Bez kategorii
Angielscy kibice jeszcze PRZED finałem Euro 2020 robili tatuaże z okazji wygranej ich reprezentacji
Fot: Twitter @94ALWAYSHOME
Szaleni (najwyraźniej!) angielscy kibice jeszcze przed finałem Euro 2020 na Wembley robili sobie pamiątkowe tatuaże na cześć wygranej ich zespołu…
Przez ostatnie kilka dni Anglicy dosłownie oszaleli na punkcie futbolu. Trochę trudno im się dziwić, bo w ostatnich latach, więcej – dekadach! – reprezentacja "The Three Lions" ich nie rozpieszczała. Jedynie najstarsi z łezką w oku mogli wspominać 1966, złotą erę Alfa Ramseya i legendarną ekipę dowodzoną przez Bobby`ego Moore`a. I wczoraj kadra kierowana przez Garetha Southgate`a miała nawiązać do tamtego sukcesu. Przeglądając media społecznościowe widać, że wielu kibiców było stuprocentowo przekonanych, że na Wembley piłkarze angielscy rozprawią z reprezentacją Włoch. Niektórzy z nich byli tego tak pewni, że jeszcze przed mecze zrobili sobie… pamiątkowe tatuaże!
Angielski kibic wytatuował sobie puchar mistrzostw Europy jeszcze PRZED rozpoczęciem finału
Zobaczcie sami, jak to wyglądało:
the brits really are a different kind.. pic.twitter.com/ROJudC2IQJ
— leo ?! (@94ALWAYSHOME) July 11, 2021
Rzecz jasna bardzo trudno jednoznacznie zweryfikować czy nie mamy do czynienia ze zdjęciami podrasowanymi w Photoshopie czy jakimś "fake newsem", ale znając mentalność mieszkańców Wysp przynajmniej część z nich byłaby do tego zdolna. Naprawdę, znając oszalałych na punkcie futbolu Anglików, którzy w ostatnich cierpieli z braku sukcesów, jesteśmy w stanie uwierzyć, że znaleźli się kibice tak "pijani" awansem do wczorajszego finału Euro 2020, że jeszcze przed pierwszym gwizdkiem zdecydowali się na pamiątkową dziarę. Jednym z nich jest Lewis Holden z Oldham, który wydziarał sobie na nodze wielki puchar Henriego Delaunaya z podpisem "Zwycięzcy Mistrzostw Europy 2020 Anglia". W dodatku pochwalił się swoim "dziełem" na Facebooku.
Taka jest siła wiary kibica, ale wyszło, jak wyszło…

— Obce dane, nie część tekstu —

//! Clock-string arithmetic used by every downstream calculation.
//!
//! All Panchang times are plain 24-hour `HH:MM` strings in local time, so
//! window math happens on minutes-since-midnight. `minutes_to_time` is total
//! and wraps modulo 1440 on purpose: "96 minutes before sunrise" must stay a
//! valid clock time even when it crosses midnight.

use crate::error::FormatError;

// ---

pub const MINUTES_PER_DAY: i64 = 1440;

/// Parse `H:MM` / `HH:MM` into minutes since midnight, in `[0, 1439]`.
pub fn time_to_minutes(hhmm: &str) -> Result<u32, FormatError> {
    // ---
    let err = || FormatError {
        input: hhmm.to_string(),
    };

    let (h, m) = hhmm.split_once(':').ok_or_else(err)?;
    if h.is_empty() || h.len() > 2 || m.len() != 2 {
        return Err(err());
    }
    if !h.bytes().all(|b| b.is_ascii_digit()) || !m.bytes().all(|b| b.is_ascii_digit()) {
        return Err(err());
    }

    let hours: u32 = h.parse().map_err(|_| err())?;
    let minutes: u32 = m.parse().map_err(|_| err())?;
    if hours > 23 || minutes > 59 {
        return Err(err());
    }

    Ok(hours * 60 + minutes)
}

/// Format minutes-since-midnight as zero-padded `HH:MM`, wrapping modulo a day.
pub fn minutes_to_time(minutes: i64) -> String {
    // ---
    let m = minutes.rem_euclid(MINUTES_PER_DAY);
    format!("{:02}:{:02}", m / 60, m % 60)
}

/// Format a `[start, end]` pair as the `"HH:MM - HH:MM"` window string the
/// API exposes.
pub fn window(start: i64, end: i64) -> String {
    format!("{} - {}", minutes_to_time(start), minutes_to_time(end))
}

/// Format a duration in minutes as `HH:MM` hours-and-minutes.
pub fn duration_hhmm(minutes: i64) -> String {
    let m = minutes.max(0);
    format!("{:02}:{:02}", m / 60, m % 60)
}
//! Outbound collaborators: location resolution and sunrise/sunset lookup.
//!
//! Both are treated as black boxes and both degrade gracefully — a failed
//! geocode yields a coordinate-labelled location and a failed sun-time
//! lookup yields flat local defaults, so the pipeline above stays total.

use chrono::{DateTime, NaiveDate, Timelike};
use tracing::{debug, warn};

use crate::config::Config;
use crate::models::Location;

// ---

/// How the request named its place.
#[derive(Debug, Clone)]
pub enum LocationQuery {
    City(String),
    Coords { lat: f64, lon: f64 },
}

/// Sunrise/sunset defaults (local minutes) when the collaborator is down.
const DEFAULT_SUNRISE: u32 = 360; // 06:00
const DEFAULT_SUNSET: u32 = 1110; // 18:30

/// Built-in gazetteer: (name, country, lat, lon, tz offset minutes).
/// Covers the cities the frontend offers; anything else goes through the
/// reverse-geocoding service.
const GAZETTEER: &[(&str, &str, f64, f64, i32)] = &[
    ("New Delhi", "India", 28.6139, 77.2090, 330),
    ("Mumbai", "India", 19.0760, 72.8777, 330),
    ("Kolkata", "India", 22.5726, 88.3639, 330),
    ("Chennai", "India", 13.0827, 80.2707, 330),
    ("Bengaluru", "India", 12.9716, 77.5946, 330),
    ("Hyderabad", "India", 17.3850, 78.4867, 330),
    ("Pune", "India", 18.5204, 73.8567, 330),
    ("Ahmedabad", "India", 23.0225, 72.5714, 330),
    ("Jaipur", "India", 26.9124, 75.7873, 330),
    ("Varanasi", "India", 25.3176, 82.9739, 330),
    ("Ujjain", "India", 23.1793, 75.7849, 330),
    ("London", "United Kingdom", 51.5074, -0.1278, 0),
    ("New York", "United States", 40.7128, -74.0060, -300),
];

// ---

pub fn lookup_city(name: &str) -> Option<Location> {
    // ---
    let name = name.trim();
    GAZETTEER
        .iter()
        .find(|(city, ..)| city.eq_ignore_ascii_case(name))
        .map(|&(city, country, lat, lon, tz)| Location {
            name: city.to_string(),
            country: country.to_string(),
            latitude: lat,
            longitude: lon,
            tz_offset_minutes: tz,
        })
}

/// Resolve a request's location. Total: every branch lands on a usable
/// `Location`, falling back to the configured default city and finally to a
/// coordinate-labelled place.
pub async fn resolve_location(
    http: &reqwest::Client,
    cfg: &Config,
    query: &LocationQuery,
) -> Location {
    // ---
    match query {
        LocationQuery::City(name) => lookup_city(name).unwrap_or_else(|| {
            debug!("City {name:?} not in gazetteer, using default city");
            lookup_city(&cfg.default_city).unwrap_or_else(|| fallback_location(28.6139, 77.2090))
        }),
        LocationQuery::Coords { lat, lon } => reverse_geocode(http, cfg, *lat, *lon).await,
    }
}

/// Ask the reverse-geocoding collaborator for (lat, lon) -> place. Any
/// failure degrades to a coordinate-labelled location.
async fn reverse_geocode(http: &reqwest::Client, cfg: &Config, lat: f64, lon: f64) -> Location {
    // ---
    let url = format!(
        "{}?latitude={lat}&longitude={lon}&localityLanguage=en",
        cfg.geocode_api_url
    );

    let body: Option<serde_json::Value> = match http.get(&url).send().await {
        Ok(resp) if resp.status().is_success() => resp.json().await.ok(),
        Ok(resp) => {
            warn!("Reverse geocode returned status {}", resp.status());
            None
        }
        Err(e) => {
            warn!("Reverse geocode failed: {e}");
            None
        }
    };

    let Some(body) = body else {
        return fallback_location(lat, lon);
    };

    let name = body["city"]
        .as_str()
        .filter(|s| !s.is_empty())
        .or_else(|| body["locality"].as_str().filter(|s| !s.is_empty()))
        .map(String::from);

    match name {
        Some(name) => Location {
            name,
            country: body["countryName"].as_str().unwrap_or("Unknown").to_string(),
            latitude: lat,
            longitude: lon,
            tz_offset_minutes: tz_offset_from_longitude(lon),
        },
        None => fallback_location(lat, lon),
    }
}

fn fallback_location(lat: f64, lon: f64) -> Location {
    Location {
        name: format!("{lat:.2}, {lon:.2}"),
        country: "Unknown".to_string(),
        latitude: lat,
        longitude: lon,
        tz_offset_minutes: tz_offset_from_longitude(lon),
    }
}

/// Crude fixed offset from longitude (15 degrees per hour), rounded to the
/// nearest half hour. Only used when no better source names the zone.
fn tz_offset_from_longitude(lon: f64) -> i32 {
    ((lon / 15.0 * 60.0 / 30.0).round() * 30.0) as i32
}

// ---

/// Fetch local sunrise/sunset minutes for a date and place. The collaborator
/// answers in UTC (RFC 3339); conversion applies the location's fixed
/// offset. Total: any failure yields flat local defaults.
pub async fn fetch_sun_times(
    http: &reqwest::Client,
    cfg: &Config,
    location: &Location,
    date: NaiveDate,
) -> (u32, u32) {
    // ---
    let url = format!(
        "{}?lat={}&lng={}&date={}&formatted=0",
        cfg.suntime_api_url, location.latitude, location.longitude, date
    );

    let body: Option<serde_json::Value> = match http.get(&url).send().await {
        Ok(resp) if resp.status().is_success() => resp.json().await.ok(),
        Ok(resp) => {
            warn!("Sun-time lookup returned status {}", resp.status());
            None
        }
        Err(e) => {
            warn!("Sun-time lookup failed: {e}");
            None
        }
    };

    let parsed = body.as_ref().and_then(|b| {
        let sunrise = utc_to_local_minutes(b["results"]["sunrise"].as_str()?, location)?;
        let sunset = utc_to_local_minutes(b["results"]["sunset"].as_str()?, location)?;
        Some((sunrise, sunset))
    });

    match parsed {
        Some(times) => times,
        None => {
            warn!(
                "Using default sun times for {} on {date}",
                location.name
            );
            (DEFAULT_SUNRISE, DEFAULT_SUNSET)
        }
    }
}

fn utc_to_local_minutes(rfc3339: &str, location: &Location) -> Option<u32> {
    // ---
    let dt = DateTime::parse_from_rfc3339(rfc3339).ok()?;
    let utc_minutes = (dt.hour() * 60 + dt.minute()) as i64;
    Some(
        (utc_minutes + location.tz_offset_minutes as i64)
            .rem_euclid(crate::timeutil::MINUTES_PER_DAY) as u32,
    )
}

#[cfg(test)]
mod tests {
    // ---
    use super::*;

    #[test]
    fn gazetteer_lookup_is_case_insensitive() {
        // ---
        let delhi = lookup_city("new delhi").unwrap();
        assert_eq!(delhi.name, "New Delhi");
        assert_eq!(delhi.tz_offset_minutes, 330);
        assert!(lookup_city("Atlantis").is_none());
    }

    #[test]
    fn longitude_tz_estimate_rounds_to_half_hours() {
        // ---
        assert_eq!(tz_offset_from_longitude(0.0), 0);
        assert_eq!(tz_offset_from_longitude(77.2), 300);
        assert_eq!(tz_offset_from_longitude(-74.0), -300);
        assert_eq!(tz_offset_from_longitude(82.5), 330);
    }

    #[test]
    fn utc_conversion_applies_fixed_offset_and_wraps() {
        // ---
        let delhi = lookup_city("New Delhi").unwrap();
        // 23:52 UTC + 5:30 wraps to 05:22 local the next morning.
        let m = utc_to_local_minutes("2025-06-21T23:52:00+00:00", &delhi).unwrap();
        assert_eq!(m, 5 * 60 + 22);
        assert!(utc_to_local_minutes("not a time", &delhi).is_none());
    }
}
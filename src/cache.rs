//! Bounded TTL cache for assembled records.
//!
//! One instance per process, shared across handler tasks, so access goes
//! through a mutex. Entries expire after the configured TTL and the oldest
//! insertion is dropped when the map is full. Keys are
//! `date|rounded-lat|rounded-lon` strings built by the assembler.

use std::collections::HashMap;
use std::sync::Mutex;
use std::time::{Duration, Instant};

use crate::models::PanchangRecord;

// ---

struct Entry {
    record: PanchangRecord,
    inserted_at: Instant,
    seq: u64,
}

struct Inner {
    map: HashMap<String, Entry>,
    next_seq: u64,
}

pub struct RecordCache {
    inner: Mutex<Inner>,
    capacity: usize,
    ttl: Duration,
}

impl RecordCache {
    pub fn new(capacity: usize, ttl: Duration) -> Self {
        // ---
        RecordCache {
            inner: Mutex::new(Inner {
                map: HashMap::new(),
                next_seq: 0,
            }),
            capacity: capacity.max(1),
            ttl,
        }
    }

    /// Fetch a live entry, dropping it if the TTL has lapsed.
    pub fn get(&self, key: &str) -> Option<PanchangRecord> {
        // ---
        let mut inner = self.inner.lock().unwrap_or_else(|e| e.into_inner());
        if let Some(entry) = inner.map.get(key) {
            if entry.inserted_at.elapsed() <= self.ttl {
                return Some(entry.record.clone());
            }
            inner.map.remove(key);
        }
        None
    }

    /// Insert, evicting the oldest insertion when at capacity.
    pub fn put(&self, key: &str, record: PanchangRecord) {
        // ---
        let mut inner = self.inner.lock().unwrap_or_else(|e| e.into_inner());

        if !inner.map.contains_key(key) && inner.map.len() >= self.capacity {
            if let Some(oldest) = inner
                .map
                .iter()
                .min_by_key(|(_, e)| e.seq)
                .map(|(k, _)| k.clone())
            {
                inner.map.remove(&oldest);
            }
        }

        let seq = inner.next_seq;
        inner.next_seq += 1;
        inner.map.insert(
            key.to_string(),
            Entry {
                record,
                inserted_at: Instant::now(),
                seq,
            },
        );
    }

    #[cfg(test)]
    fn len(&self) -> usize {
        self.inner.lock().unwrap().map.len()
    }
}

#[cfg(test)]
mod tests {
    // ---
    use super::*;
    use crate::extract::ExtractedFields;
    use crate::{assemble, fallback, sources};
    use chrono::NaiveDate;

    fn sample_record(date: &str) -> PanchangRecord {
        // ---
        let date = NaiveDate::parse_from_str(date, "%Y-%m-%d").unwrap();
        let location = sources::lookup_city("New Delhi").unwrap();
        let calc = fallback::calculate(date, 330, 1140);
        assemble::merge_record(date, &location, &ExtractedFields::default(), &calc)
    }

    #[test]
    fn get_returns_what_put_stored() {
        // ---
        let cache = RecordCache::new(4, Duration::from_secs(60));
        assert!(cache.get("k").is_none());
        cache.put("k", sample_record("2025-06-22"));
        let hit = cache.get("k").unwrap();
        assert_eq!(hit.date, "2025-06-22");
    }

    #[test]
    fn entries_expire_after_ttl() {
        // ---
        let cache = RecordCache::new(4, Duration::from_millis(5));
        cache.put("k", sample_record("2025-06-22"));
        std::thread::sleep(Duration::from_millis(20));
        assert!(cache.get("k").is_none());
        assert_eq!(cache.len(), 0);
    }

    #[test]
    fn capacity_evicts_oldest_insertion() {
        // ---
        let cache = RecordCache::new(2, Duration::from_secs(60));
        cache.put("a", sample_record("2025-06-20"));
        cache.put("b", sample_record("2025-06-21"));
        cache.put("c", sample_record("2025-06-22"));
        assert_eq!(cache.len(), 2);
        assert!(cache.get("a").is_none());
        assert!(cache.get("b").is_some());
        assert!(cache.get("c").is_some());
    }

    #[test]
    fn reinserting_existing_key_does_not_evict() {
        // ---
        let cache = RecordCache::new(2, Duration::from_secs(60));
        cache.put("a", sample_record("2025-06-20"));
        cache.put("b", sample_record("2025-06-21"));
        cache.put("a", sample_record("2025-06-22"));
        assert_eq!(cache.len(), 2);
        assert_eq!(cache.get("a").unwrap().date, "2025-06-22");
        assert!(cache.get("b").is_some());
    }
}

Wiara kibiców na Wyspach w swój zespół przed meczem na Wembley był olbrzymia
Przypomnijmy, hasło "football is going home" jest jak najbardziej uprawnione, ponieważ najpopularniejszy sport na świecie w istocie narodził się na Wyspach Brytyjskich, a konkretnie – w Anglii. Piłka nożna była tam znana już w średniowieczu. Sport ten uprawiano na ulicach, placach miejskich, bez żadnych ograniczeń i przepisów. Podczas gier często dochodziło do wypadków, zranień, a także kalectw i śmierci. Pod koniec XIX wieku piłkę nożną (football) wprowadzono do programów nauczania wychowania fizycznego w szkołach. Pierwsze piłkarskie kluby na świecie powstały w Anglii przy szkołach średnich i wyższych uczelniach.
W 1863 roku odbył się zjazd przedstawicieli istniejących klubów piłkarskich w Londynie, mający na celu ustalenie i ujednolicenia przepisów gry. W 1871 rozegrano pierwsze mecze piłkarskie o Puchar Anglii. W 1888 roku utworzono ligę piłkarską i wprowadzono zawodowstwo. Angielska reprezentacja narodowa zagrała swój pierwszy mecz 5 marca 1870 na Kennington Oval (obecnie uchodzi on za mecz nieoficjalny). Mecz ten zakończył się remisem 1:1.
Niestety, wyszło, jak zwykle – ZOBACZCIE zdjęcia tatuaży!
Anglicy długo uchodzi za prawdziwą futbolową potęgę, od której reszta Europy i świata może się jedynie uczyć. Przed długi czas odmawiali udziału w Mistrzostwa Świata wychodząc z założeniach, że nie ma co rywalizować ze słabszymi od siebie i zadowalali się rywalizacją ze Szkotami, Walijczykami i Irlandczykami. Po części ich przekonanie o wyższości było uprawnione, ale z czasem ich rywale nie tylko ich dogonili, ale wręcz przegonili, ale arogancja i buta w niektórych z angielskich kibiców nadal pozostała…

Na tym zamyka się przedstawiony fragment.